I know we’re still broken. Both of us. But Bodee’s got the glue to make us whole. He is love.
- ARC, Faking Normal
Bottom Line: Powerful, emotional, and I related with Alexi and loved everything about Bodee.
Over the summer things abruptly changed for Alexi. Now, in order to keep her secret quiet, she must act normal. Act like everything is okay. But it's not okay. She seeks comfort in scratching her neck to try and dull the pain she's dealing with. She retreats to her safe haven, her closet whenever she can
Her friends Heather and Liz have no idea what's going on and Alexi knows she can't tell them. It would ruin everything for them as well. Alexi believes that she can keep this secret because she doesn't want her friends and family to have their worlds turned upside down as well.
Then comes Bodee Lennox. He was an unexpected surprise. He had his own demons to deal with and yet he was willing to help Alexi with hers.Slowly but surely Alexi begins to open up to him in a way that she hasn't been able to open up to anyone since the summer.
In so many YA books, authors put certain topics as taboo topics. Yet Courtney does not. These teenagers talk about sex openly and not in a disgusting way. There's no pressure to be in love before you have sex so it doesn't get all preachy, which I am extremely thankful for.
Before Alexi realizes it, she's grown stronger emotionally and she's ready to tell the world what happened. Even if it ruins the lives of her family and friends. She knows now that she has to do it. Bodee is the reason behind it. He encourages her to come forward with what she knows. He knows she doesn't want to but he also knows that she needs to tell everyone so she can begin the healing process.
As much as this story was about Alexi and her journey to begin the healing process, this story was also about Bodee and how he was going to be his mom's voice unlike before. Bodee was the standout character in this book. I loved him. Like a lot. He was amazing and the way he cared about Alexi was sweet without being cheesy.
I absolutely didn't like her older sister Kayla. She seemed very immature for being 8 years older than Alexi. Yet at the end of this book, she turned into the sister that Alexi desperately deserved which of course made me really happy.
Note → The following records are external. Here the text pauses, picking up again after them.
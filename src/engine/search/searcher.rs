//! Searcher: iterative deepening driver, time budget, book probe and the
//! engine-owned tables and counters.

use shakmaty::{Color, Square};
use std::time::{Duration, Instant};
use tracing::{debug, info};

use crate::engine::book::OpeningBook;
use crate::engine::tt::TranspositionTable;
use crate::error::SearchError;
use crate::rules::{ChessMove, Rules};

use super::ordering::{HistoryTable, KillerMoves};
use super::types::{INFINITY, IterationReport, SearchConfig, SearchLimits, SearchResult, SearchStats};

/// Search engine for one game at a time.
///
/// Killer moves, the history table and the counters live as long as the
/// searcher and are not reset between searches; use [`Searcher::clear`] or
/// [`Searcher::reset_stats`] for isolated measurements.
pub struct Searcher<M> {
    pub(super) config: SearchConfig,
    pub(super) tt: TranspositionTable<M>,
    pub(super) killers: KillerMoves<M>,
    pub(super) history: HistoryTable,
    pub(super) stats: SearchStats,
    book: Option<OpeningBook>,
}

impl<M: ChessMove> Searcher<M> {
    pub fn new() -> Self {
        Self::with_config(SearchConfig::default())
    }

    pub fn with_config(config: SearchConfig) -> Self {
        Searcher {
            tt: TranspositionTable::new(config.hash_mb),
            killers: KillerMoves::new(),
            history: HistoryTable::new(),
            stats: SearchStats::default(),
            book: Some(OpeningBook::standard()),
            config,
        }
    }

    pub fn config(&self) -> &SearchConfig {
        &self.config
    }

    pub fn config_mut(&mut self) -> &mut SearchConfig {
        &mut self.config
    }

    pub fn set_book(&mut self, book: Option<OpeningBook>) {
        self.book = book;
    }

    pub fn set_hash_size(&mut self, size_mb: usize) {
        self.config.hash_mb = size_mb;
        self.tt = TranspositionTable::new(size_mb);
    }

    /// Forget tables, heuristics and counters.
    pub fn clear(&mut self) {
        self.tt.clear();
        self.killers = KillerMoves::new();
        self.history.clear();
        self.reset_stats();
    }

    pub fn reset_stats(&mut self) {
        self.stats = SearchStats::default();
    }

    pub fn stats(&self) -> SearchStats {
        SearchStats {
            tt_size: self.tt.len(),
            ..self.stats
        }
    }

    /// Transposition table fill in permille.
    pub fn hashfull(&self) -> usize {
        self.tt.hashfull()
    }

    /// Add `depth²` to the history weight of the move's (from, to) pair.
    pub fn update_history(&mut self, mv: &M, depth: u32) {
        self.history.add(mv, depth);
    }

    pub fn history_weight(&self, from: Square, to: Square) -> u32 {
        self.history.get(from, to)
    }

    pub fn is_killer(&self, mv: &M, ply: usize) -> bool {
        self.killers.is_killer(mv, ply)
    }

    /// Time for one move under UCI clock rules. `None` means no limit.
    pub fn calculate_time(&self, limits: &SearchLimits, side: Color) -> Option<Duration> {
        if limits.infinite {
            return None;
        }
        if let Some(mt) = limits.movetime {
            return Some(mt);
        }
        let (time, inc) = match side {
            Color::White => (limits.wtime?, limits.winc.unwrap_or_default()),
            Color::Black => (limits.btime?, limits.binc.unwrap_or_default()),
        };
        let moves_to_go = limits.movestogo.unwrap_or(30).max(1);
        let time_for_move = time / moves_to_go + inc / 2;
        Some(time_for_move.min(time / 2))
    }

    /// [`Searcher::search`] driven by UCI `go` parameters.
    pub fn search_with_limits<R: Rules<Move = M>>(
        &mut self,
        pos: &mut R,
        limits: &SearchLimits,
    ) -> Result<SearchResult<M>, SearchError> {
        let depth = limits.depth.unwrap_or(self.config.default_depth);
        let time_limit = self.calculate_time(limits, pos.turn());
        self.search(pos, depth, time_limit)
    }

    /// Best move for `pos` by iterative deepening up to `max_depth`.
    ///
    /// The clock is only looked at before each iteration: once more than
    /// `time_fraction` of `time_limit` has passed no new depth is started,
    /// but a running iteration always finishes, so the call can overrun
    /// `time_limit` by up to one iteration. `pos` is returned unchanged.
    pub fn search<R: Rules<Move = M>>(
        &mut self,
        pos: &mut R,
        max_depth: u32,
        time_limit: Option<Duration>,
    ) -> Result<SearchResult<M>, SearchError> {
        let start = Instant::now();

        if self.config.use_book && pos.fullmove_number() <= self.config.book_max_fullmove {
            if let Some(mv) = self.book.as_ref().and_then(|book| book.probe(&*pos)) {
                info!(fen = %pos.fen(), ?mv, "book move");
                let mut result = SearchResult::empty(0);
                result.best_move = Some(mv);
                result.from_book = true;
                result.elapsed = start.elapsed();
                return Ok(result);
            }
        }

        let soft_limit = time_limit.map(|limit| limit.mul_f64(self.config.time_fraction));
        let mut result = SearchResult::empty(-INFINITY);

        for depth in 1..=max_depth {
            let started = start.elapsed();
            if let Some(soft) = soft_limit {
                if started > soft {
                    info!(depth, elapsed_ms = started.as_millis() as u64, "time budget spent");
                    break;
                }
            }

            self.tt.clear();
            let (best_move, score) = self.search_root(pos, depth)?;
            let duration = start.elapsed() - started;
            result.last_iteration = duration;

            let Some(best_move) = best_move else {
                // No legal moves: the static score is final at every depth.
                result.score = score;
                break;
            };

            debug!(
                depth,
                score,
                nodes = self.stats.nodes_evaluated,
                cutoffs = self.stats.cutoffs,
                ms = duration.as_millis() as u64,
                "iteration complete"
            );
            result.iterations.push(IterationReport {
                depth,
                started,
                duration,
                score,
                best_move: Some(best_move.clone()),
                nodes: self.stats.nodes_evaluated,
            });
            result.best_move = Some(best_move);
            result.score = score;
            result.depth = depth;
        }

        result.elapsed = start.elapsed();
        Ok(result)
    }
}

impl<M: ChessMove> Default for Searcher<M> {
    fn default() -> Self {
        Self::new()
    }
}
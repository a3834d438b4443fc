//! Scoped make/unmake.

use std::ops::{Deref, DerefMut};

use shakmaty::Color;

use super::Rules;
use crate::error::RulesError;

/// Holds a position with one pending undo; dropping the guard undoes it.
///
/// Both the recursive search and the mobility count in the evaluator go
/// through this, so early returns and `?` always restore the position.
pub struct UndoGuard<'a, R: Rules> {
    pos: &'a mut R,
}

impl<'a, R: Rules> UndoGuard<'a, R> {
    pub fn apply(pos: &'a mut R, mv: &R::Move) -> Result<Self, RulesError> {
        pos.apply(mv)?;
        Ok(UndoGuard { pos })
    }

    pub fn set_turn(pos: &'a mut R, color: Color) -> Result<Self, RulesError> {
        pos.set_turn(color)?;
        Ok(UndoGuard { pos })
    }
}

impl<R: Rules> Deref for UndoGuard<'_, R> {
    type Target = R;

    fn deref(&self) -> &R {
        self.pos
    }
}

impl<R: Rules> DerefMut for UndoGuard<'_, R> {
    fn deref_mut(&mut self) -> &mut R {
        self.pos
    }
}

impl<R: Rules> Drop for UndoGuard<'_, R> {
    fn drop(&mut self) {
        if let Err(err) = self.pos.undo() {
            tracing::warn!(%err, "undo guard could not restore position");
        }
    }
}
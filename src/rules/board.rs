use shakmaty::fen::Fen;
use shakmaty::uci::UciMove;
use shakmaty::zobrist::{Zobrist64, ZobristHash};
use shakmaty::{
    Bitboard, CastlingMode, Chess, Color, EnPassantMode, Move, Piece, Position, Square,
};

use super::Rules;
use crate::error::RulesError;

/// `shakmaty` position plus the stack of earlier states needed for undo.
#[derive(Clone, Debug, Default)]
pub struct Board {
    pos: Chess,
    history: Vec<Chess>,
}

impl Board {
    pub fn new(pos: Chess) -> Self {
        Board { pos, history: Vec::new() }
    }

    pub fn startpos() -> Self {
        Self::default()
    }

    pub fn from_fen(fen: &str) -> Result<Self, RulesError> {
        let parsed = fen
            .parse::<Fen>()
            .map_err(|e| RulesError::InvalidFen(e.to_string()))?;
        let pos: Chess = parsed
            .into_position(CastlingMode::Standard)
            .map_err(|e| RulesError::InvalidFen(e.to_string()))?;
        Ok(Board::new(pos))
    }

    pub fn position(&self) -> &Chess {
        &self.pos
    }

    /// Number of pending undos.
    pub fn history_len(&self) -> usize {
        self.history.len()
    }
}

impl Rules for Board {
    type Move = Move;

    fn legal_moves(&self) -> Vec<Move> {
        self.pos.legal_moves().into_iter().collect()
    }

    fn apply(&mut self, mv: &Move) -> Result<(), RulesError> {
        if !self.pos.is_legal(mv) {
            return Err(RulesError::IllegalMove(
                mv.to_uci(CastlingMode::Standard).to_string(),
            ));
        }
        self.history.push(self.pos.clone());
        self.pos.play_unchecked(mv);
        Ok(())
    }

    fn undo(&mut self) -> Result<(), RulesError> {
        self.pos = self.history.pop().ok_or(RulesError::NothingToUndo)?;
        Ok(())
    }

    fn is_checkmate(&self) -> bool {
        self.pos.is_checkmate()
    }

    fn is_stalemate(&self) -> bool {
        self.pos.is_stalemate()
    }

    fn is_insufficient_material(&self) -> bool {
        self.pos.is_insufficient_material()
    }

    fn is_game_over(&self) -> bool {
        self.pos.is_game_over()
    }

    fn piece_at(&self, sq: Square) -> Option<Piece> {
        self.pos.board().piece_at(sq)
    }

    fn king_square(&self, color: Color) -> Option<Square> {
        self.pos.board().king_of(color)
    }

    fn attackers(&self, color: Color, sq: Square) -> Bitboard {
        let board = self.pos.board();
        board.attacks_to(sq, color, board.occupied())
    }

    fn turn(&self) -> Color {
        self.pos.turn()
    }

    fn set_turn(&mut self, color: Color) -> Result<(), RulesError> {
        let next = if color == self.pos.turn() {
            self.pos.clone()
        } else {
            self.pos
                .clone()
                .swap_turn()
                .map_err(|e| RulesError::InvalidTurnToggle(e.to_string()))?
        };
        self.history.push(std::mem::replace(&mut self.pos, next));
        Ok(())
    }

    fn fen(&self) -> String {
        Fen::from_position(self.pos.clone(), EnPassantMode::Legal).to_string()
    }

    fn fullmove_number(&self) -> u32 {
        self.pos.fullmoves().get()
    }

    fn zobrist(&self) -> u64 {
        let z: Zobrist64 = self.pos.zobrist_hash(EnPassantMode::Legal);
        z.0
    }

    fn parse_uci(&self, uci: &str) -> Result<Move, RulesError> {
        let parsed = uci
            .parse::<UciMove>()
            .map_err(|_| RulesError::InvalidUci(uci.to_string()))?;
        let mv = parsed
            .to_move(&self.pos)
            .map_err(|_| RulesError::IllegalMove(uci.to_string()))?;
        Ok(mv)
    }
}
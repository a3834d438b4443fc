//! Error types shared by the rules adapter and the search core.

use thiserror::Error;

/// Invalid operation reported by the rules engine.
#[derive(Debug, Clone, PartialEq, Eq, Error)]
pub enum RulesError {
    #[error("illegal move {0}")]
    IllegalMove(String),
    #[error("nothing to undo")]
    NothingToUndo,
    #[error("side to move cannot be switched: {0}")]
    InvalidTurnToggle(String),
    #[error("invalid fen: {0}")]
    InvalidFen(String),
    #[error("invalid uci move: {0}")]
    InvalidUci(String),
}

#[derive(Debug, Clone, PartialEq, Eq, Error)]
pub enum SearchError {
    #[error("rules engine rejected an operation: {0}")]
    Rules(#[from] RulesError),
}
//! Static evaluation
//!
//! The default score is material plus a one-point-per-move mobility term.
//! King safety, pawn structure and piece coordination are available as
//! separate terms but are not part of [`evaluate`].
//!
//! Every term is computed White-positive; only [`evaluate`] converts to the
//! side to move.

use shakmaty::{Color, Piece, Role, Square};

use crate::engine::search::MATE_SCORE;
use crate::rules::{Rules, UndoGuard};

const CENTER: [Square; 4] = [Square::D4, Square::E4, Square::D5, Square::E5];

const KING_WING_BONUS: i32 = 50;
const PAWN_SHIELD_BONUS: i32 = 10;
const DOUBLED_PAWN_PENALTY: i32 = 15;
const ISOLATED_PAWN_PENALTY: i32 = 20;
const PASSED_PAWN_STEP: i32 = 20;
const CENTER_CONTROL_WEIGHT: i32 = 2;

pub fn piece_value(role: Role) -> i32 {
    match role {
        Role::Pawn => 100,
        Role::Knight => 320,
        Role::Bishop => 330,
        Role::Rook => 500,
        Role::Queen => 900,
        Role::King => 20000,
    }
}

#[inline]
fn sign(color: Color) -> i32 {
    if color == Color::White { 1 } else { -1 }
}

#[inline]
fn file_of(sq: Square) -> i32 {
    sq.file() as i32
}

#[inline]
fn rank_of(sq: Square) -> i32 {
    sq.rank() as i32
}

fn squares() -> impl Iterator<Item = Square> {
    (0..64u32).map(Square::new)
}

fn pieces<R: Rules>(pos: &R) -> impl Iterator<Item = (Square, Piece)> + '_ {
    squares().filter_map(move |sq| pos.piece_at(sq).map(|p| (sq, p)))
}

fn pawn_squares<R: Rules>(pos: &R, color: Color) -> Vec<Square> {
    pieces(pos)
        .filter(|(_, p)| p.role == Role::Pawn && p.color == color)
        .map(|(sq, _)| sq)
        .collect()
}

/// Score from the perspective of the side to move.
///
/// Takes the position mutably because counting the opponent's mobility
/// switches the side to move for a moment; the switch is undone before
/// returning. When the side to move is in check the switch is refused and
/// the opponent's mobility counts as zero.
pub fn evaluate<R: Rules>(pos: &mut R) -> i32 {
    if pos.is_checkmate() {
        return -MATE_SCORE;
    }
    if pos.is_stalemate() || pos.is_insufficient_material() {
        return 0;
    }
    let score = white_score(pos);
    if pos.turn() == Color::White { score } else { -score }
}

/// [`evaluate`] in White's frame.
pub fn evaluate_absolute<R: Rules>(pos: &mut R) -> i32 {
    let score = evaluate(pos);
    if pos.turn() == Color::White { score } else { -score }
}

fn white_score<R: Rules>(pos: &mut R) -> i32 {
    material(pos) + mobility(pos)
}

pub fn material<R: Rules>(pos: &R) -> i32 {
    pieces(pos)
        .map(|(_, p)| sign(p.color) * piece_value(p.role))
        .sum()
}

/// `legal(White) - legal(Black)`.
///
/// When the side to move is in check the flipped position is illegal and
/// the rules engine refuses the switch; the other side then counts zero.
pub fn mobility<R: Rules>(pos: &mut R) -> i32 {
    let mover = pos.turn();
    let mover_moves = pos.legal_moves().len() as i32;
    let other_moves = match UndoGuard::set_turn(pos, !mover) {
        Ok(flipped) => flipped.legal_moves().len() as i32,
        Err(_) => 0,
    };
    sign(mover) * (mover_moves - other_moves)
}

pub fn king_safety<R: Rules>(pos: &R) -> i32 {
    [Color::White, Color::Black]
        .into_iter()
        .map(|color| sign(color) * king_safety_for(pos, color))
        .sum()
}

fn king_safety_for<R: Rules>(pos: &R, color: Color) -> i32 {
    let Some(king) = pos.king_square(color) else {
        return 0;
    };
    let wing = match file_of(king) {
        0..=2 | 5..=7 => KING_WING_BONUS,
        _ => 0,
    };
    let shield = pawn_squares(pos, color)
        .into_iter()
        .filter(|&sq| {
            (rank_of(sq) - rank_of(king)).abs() <= 1 && (file_of(sq) - file_of(king)).abs() <= 1
        })
        .count() as i32;
    wing + shield * PAWN_SHIELD_BONUS
}

pub fn pawn_structure<R: Rules>(pos: &R) -> i32 {
    [Color::White, Color::Black]
        .into_iter()
        .map(|color| sign(color) * pawn_structure_for(pos, color))
        .sum()
}

fn pawn_structure_for<R: Rules>(pos: &R, color: Color) -> i32 {
    let own = pawn_squares(pos, color);
    let enemy = pawn_squares(pos, !color);

    let mut per_file = [0i32; 8];
    for &sq in &own {
        per_file[file_of(sq) as usize] += 1;
    }

    let doubled: i32 = per_file.iter().map(|&n| (n - 1).max(0)).sum();
    let mut score = -doubled * DOUBLED_PAWN_PENALTY;

    for &sq in &own {
        let file = file_of(sq);
        let rank = rank_of(sq);

        let has_neighbour = [file - 1, file + 1]
            .into_iter()
            .any(|f| (0..8).contains(&f) && per_file[f as usize] > 0);
        if !has_neighbour {
            score -= ISOLATED_PAWN_PENALTY;
        }

        let blocked = enemy.iter().any(|&e| {
            (file_of(e) - file).abs() <= 1
                && match color {
                    Color::White => rank_of(e) > rank,
                    Color::Black => rank_of(e) < rank,
                }
        });
        if !blocked {
            score += match color {
                Color::White => (7 - rank) * PASSED_PAWN_STEP,
                Color::Black => rank * PASSED_PAWN_STEP,
            };
        }
    }
    score
}

/// Knights, bishops, rooks and queens standing on a centre square earn a
/// bonus per own piece defending that square.
pub fn piece_coordination<R: Rules>(pos: &R) -> i32 {
    CENTER
        .iter()
        .filter_map(|&sq| pos.piece_at(sq).map(|p| (sq, p)))
        .filter(|(_, p)| !matches!(p.role, Role::Pawn | Role::King))
        .map(|(sq, p)| {
            let defenders = pos.attackers(p.color, sq).count() as i32;
            sign(p.color) * CENTER_CONTROL_WEIGHT * defenders
        })
        .sum()
}
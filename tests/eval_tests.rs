//! Evaluation Tests

use duck_search::engine::eval::{
    evaluate, evaluate_absolute, king_safety, material, mobility, pawn_structure,
    piece_coordination,
};
use duck_search::engine::search::MATE_SCORE;
use duck_search::rules::Board;

fn board(fen: &str) -> Board {
    Board::from_fen(fen).unwrap()
}

/// Flip the board vertically and swap colours and side to move.
fn mirror_fen(fen: &str) -> String {
    let fields: Vec<&str> = fen.split_whitespace().collect();
    let placement = fields[0]
        .split('/')
        .rev()
        .map(|rank| {
            rank.chars()
                .map(|c| {
                    if c.is_ascii_uppercase() {
                        c.to_ascii_lowercase()
                    } else {
                        c.to_ascii_uppercase()
                    }
                })
                .collect::<String>()
        })
        .collect::<Vec<_>>()
        .join("/");
    let turn = if fields[1] == "w" { "b" } else { "w" };
    let castling = if fields[2] == "-" {
        "-".to_string()
    } else {
        let mut rights: Vec<char> = fields[2]
            .chars()
            .map(|c| {
                if c.is_ascii_uppercase() {
                    c.to_ascii_lowercase()
                } else {
                    c.to_ascii_uppercase()
                }
            })
            .collect();
        rights.sort_by_key(|c| (c.is_ascii_lowercase(), *c != 'K' && *c != 'k'));
        rights.into_iter().collect()
    };
    let ep = match fields[3] {
        "-" => "-".to_string(),
        sq => {
            let (file, rank) = sq.split_at(1);
            let mirrored = if rank == "3" { "6" } else { "3" };
            format!("{file}{mirrored}")
        }
    };
    format!("{placement} {turn} {castling} {ep} {} {}", fields[4], fields[5])
}

// ============================================================================
// Terminal positions
// ============================================================================

#[test]
fn test_stalemate_scores_zero() {
    let mut pos = board("7k/5Q2/6K1/8/8/8/8/8 b - - 0 1");
    assert_eq!(evaluate(&mut pos), 0);
}

#[test]
fn test_checkmate_scores_minus_mate() {
    let mut pos = board("rnb1kbnr/pppp1ppp/8/4p3/6Pq/5P2/PPPPP2P/RNBQKBNR w KQkq - 1 3");
    assert_eq!(evaluate(&mut pos), -MATE_SCORE);
}

#[test]
fn test_insufficient_material_scores_zero() {
    let mut pos = board("4k3/8/8/8/8/8/8/4KB2 w - - 0 1");
    assert_eq!(evaluate(&mut pos), 0);
}

// ============================================================================
// Default evaluation
// ============================================================================

#[test]
fn test_startpos_is_level() {
    let mut pos = Board::startpos();
    // Twenty moves each and equal material.
    assert_eq!(evaluate(&mut pos), 0);
}

#[test]
fn test_material_and_mobility_from_mover() {
    let mut pos = board("rnb1kbnr/pppppppp/8/8/8/8/PPPPPPPP/RNBQKBNR w KQkq - 0 1");
    assert_eq!(material(&pos), 900);
    let white = evaluate(&mut pos);
    assert!(white > 800);

    let mut flipped = board("rnb1kbnr/pppppppp/8/8/8/8/PPPPPPPP/RNBQKBNR b KQkq - 0 1");
    assert!(evaluate(&mut flipped) < -800);
}

#[test]
fn test_evaluate_is_material_plus_mobility() {
    let mut pos = board("4k3/8/8/8/8/8/4P3/4K3 w - - 0 1");
    let expected = material(&pos) + mobility(&mut pos);
    assert_eq!(evaluate(&mut pos), expected);
    assert_eq!(pos.history_len(), 0);
}

#[test]
fn test_evaluation_is_antisymmetric() {
    let fens = [
        "rnbqkbnr/pppppppp/8/8/8/8/PPPPPPPP/RNBQKBNR w KQkq - 0 1",
        "r1bqkbnr/pppp1ppp/2n5/4p3/2B1P3/5N2/PPPP1PPP/RNBQK2R b KQkq - 3 3",
        "4k3/8/8/8/8/8/4P3/4K3 w - - 0 1",
        "r3k2r/p1ppqpb1/bn2pnp1/3PN3/1p2P3/2N2Q1p/PPPBBPPP/R3K2R w KQkq - 0 1",
        "4k3/8/8/8/8/8/8/r3K3 w - - 0 1",
        "rnbqkbnr/ppp1pppp/8/3pP3/8/8/PPPP1PPP/RNBQKBNR w KQkq d6 0 3",
    ];
    for fen in fens {
        let mut pos = board(fen);
        let mut mirrored = board(&mirror_fen(fen));
        assert_eq!(
            evaluate_absolute(&mut pos),
            -evaluate_absolute(&mut mirrored),
            "{fen}"
        );
    }
}

// ============================================================================
// Optional terms
// ============================================================================

#[test]
fn test_king_safety() {
    // White: wing king (50) behind three pawns (30). Black: wing king only.
    let pos = board("6k1/8/8/8/8/8/5PPP/6K1 w - - 0 1");
    assert_eq!(king_safety(&pos), 30);

    let centred = board("4k3/8/8/8/8/8/8/4K3 w - - 0 1");
    assert_eq!(king_safety(&centred), 0);
}

#[test]
fn test_pawn_structure_lone_pawn() {
    // Isolated (-20) and unopposed: (7 - 1) * 20.
    let pos = board("4k3/8/8/8/8/8/4P3/4K3 w - - 0 1");
    assert_eq!(pawn_structure(&pos), 100);
}

#[test]
fn test_pawn_structure_doubled() {
    // Two isolated pawns on the e-file, one extra: -15 - 40 + 120 + 100.
    let pos = board("4k3/8/8/8/8/4P3/4P3/4K3 w - - 0 1");
    assert_eq!(pawn_structure(&pos), 165);
}

#[test]
fn test_piece_coordination() {
    // Knight on d4 covered by the rook on d2.
    let pos = board("4k3/8/8/8/3N4/8/3R4/4K3 w - - 0 1");
    assert_eq!(piece_coordination(&pos), 2);

    let mirrored = board(&mirror_fen("4k3/8/8/8/3N4/8/3R4/4K3 w - - 0 1"));
    assert_eq!(piece_coordination(&mirrored), -2);
}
Before I forget, I need to gush about the writing for a bit. How absolutely gorgeous it was. It reminded me a lot of Katja Millay's writing but Courtney still maintained her own voice in her writing. So it was beautiful, reminiscent of Katja Millay's writing but it was still unique which I really loved.
This book had all the feels and the amazing characters in it. It was an indescribable book. I am sure I'll have a hangover from this book for awhile. It was that amazing and sob inducing. So sob inducing in fact that I ran out of kleenex and had to sob in my sweatshirt sleeve. Five stars to this amazing contemporary debut.